The emission spectra of electrons in the gas phase produce light exclusively at certain wavelengths with dark intervals between them, unlike visible light, which has a continuous spectrum of all wavelengths. The emitted radiation is identified by bright lines in the spectra, which are referred to as line spectra or atomic spectra.

Spectrums of Emission and Absorption

1. A photograph negative of such an emission spectrum is an absorption spectrum.
2. Electromagnetic radiation is bombarded on a sample that absorbs radiation of specific wavelengths in order to observe the absorption spectrum.
3. The wavelength of radiation absorbed by matter contributes to the missing wavelength, resulting in dark spots in the otherwise bright continuous spectrum.
4. Each element has its own spectrum of line emission. Spectroscopy is the study of the emission lines or the absorption spectrum.
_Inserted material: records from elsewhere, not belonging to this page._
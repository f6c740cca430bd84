//! # DLX Re-entry Consumer
//!
//! Listens on the three delay-tier queues; a retry envelope becomes
//! visible once its broker-side delay elapses. Processing is the same
//! state machine as the work dispatcher, entered with the envelope's
//! non-zero retry count, so a URL that keeps failing climbs the ladder
//! from wherever it left off and a URL that recovers takes the normal
//! success path.

use async_trait::async_trait;
use std::sync::Arc;
use tracing::debug;

use crate::config::RetryConfig;
use crate::consumers::dispatcher::WorkDispatcher;
use crate::consumers::{parse_payload, QueueConsumer};
use crate::error::{PipelineError, Result};
use crate::messaging::queues::{RETRY_TIER_A, RETRY_TIER_B, RETRY_TIER_C};
use crate::messaging::{BrokerClient, Delivery, RetryEnvelope};
use crate::scrape::Scraper;
use crate::store::CrawlStore;

/// Consumer for expired retry-tier messages
pub struct DlxReentryConsumer<S: CrawlStore, B: BrokerClient, Sc: Scraper> {
    dispatcher: WorkDispatcher<S, B, Sc>,
}

impl<S: CrawlStore, B: BrokerClient, Sc: Scraper> DlxReentryConsumer<S, B, Sc> {
    pub fn new(store: Arc<S>, broker: Arc<B>, scraper: Arc<Sc>, retry: RetryConfig) -> Self {
        Self {
            dispatcher: WorkDispatcher::new(store, broker, scraper, retry),
        }
    }
}

#[async_trait]
impl<S: CrawlStore, B: BrokerClient, Sc: Scraper> QueueConsumer
    for DlxReentryConsumer<S, B, Sc>
{
    fn name(&self) -> &'static str {
        "dlx-reentry"
    }

    fn queues(&self) -> &'static [&'static str] {
        &[RETRY_TIER_A, RETRY_TIER_B, RETRY_TIER_C]
    }

    async fn handle(&mut self, queue: &str, delivery: &Delivery) -> Result<()> {
        let envelope: RetryEnvelope = parse_payload(queue, &delivery.payload)?;
        if envelope.url.is_empty() {
            return Err(PipelineError::MalformedMessage {
                queue: queue.to_string(),
                reason: "empty url".to_string(),
            });
        }

        debug!(
            url = %envelope.url,
            retry_count = envelope.retry_count,
            queue,
            "retrying URL from delay tier"
        );
        self.dispatcher
            .process_url(&envelope.url, envelope.retry_count)
            .await?;
        Ok(())
    }
}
Main Difference – Absorption vs Emission Spectra

The structure of an atom includes a central core called a nucleus and a cloud of electrons around the nucleus. According to modern atomic theory, these electrons are positioned in specific energy levels called shells or orbitals where their energies are quantized. The shell which is the nearest to the nucleus is known to have the lowest energy. When energy is given to an atom externally, it causes the electrons to jump from one shell to another. These movements can be used to obtain absorption and emission spectra. Both absorption and emission spectra are line spectra. The main difference between absorption and emission spectra is that absorption spectra show black colored gaps/lines whereas emission spectra show different colored lines in the spectra.

 How are emission and absorption spectra similar

Light Absorption by Hydrogen

The hydrogen atom is a relatively basic atom. It has a single proton in its nucleus and one electron orbiting around it. The lowest energy level of a hydrogen atom’s electron is when it is just sitting about without much energy. The electron in the atom moves to a higher energy level (an “excited state”) when it absorbs light. Depending on how much energy it absorbs, it can jump one or several levels.

The electron can only go from one energy level to the next, which is fascinating. It can’t switch levels halfway. Furthermore, moving an electron from one level to another requires a precise quantity of energy—no more, no less.

The amount of energy required for an electron to jump to a higher level corresponds toward the wavelength of light it absorbs. To put it another way, electrons only absorb photons that provide them with the exact amount of energy they require to leap levels.

The results of this interaction can be seen in the absorption spectra of hydrogen. Hydrogen absorbing light spectrum of 410 nm (violet), 434 nm (blue), 486 nm (blue-green), and 656 nm (blue-green) in the visible spectrum (red). Each of the absorption lines represents a different electron leap. The electron jumps four levels when exposed to the shortest frequency range energy light (violet 410 nm), but only one level when exposed to the longest light spectrum energy light (red 656 nm).

Light Emission by Hydrogen

The wavelength of light an electron absorbs corresponds to the amount of energy required for it to leap to a higher level. To put it another way, electrons only absorb photons that contain the exact amount of energy they need to leap levels.

The absorption bands of hydrogen show the outcomes of this interaction. In the visible spectrum, hydrogen absorbs light at wavelengths of 410 nm (violet), 434 nm (blue), 486 nm (blue-green), and 656 nm (blue-green) (red). Each absorption line corresponds to a different electron jump. When exposed to the smallest frequency bandwidth vitality light (violet 410 nm), the electron leaps four levels, but only one level when exposed towards the longest light spectra energy light (red 656 nm).

CONCLUSION

A spectrum obtained from electromagnetic energy transmitted throughout a gas or any solid is referred to as an absorption spectrum. When atoms absorb energy, they produce an emission spectrum. Both absorption and emission spectra are line spectra. The main difference between absorption and emission spectra is that absorption spectra show black colored gaps/lines whereas emission spectra show different colored lines in the spectra.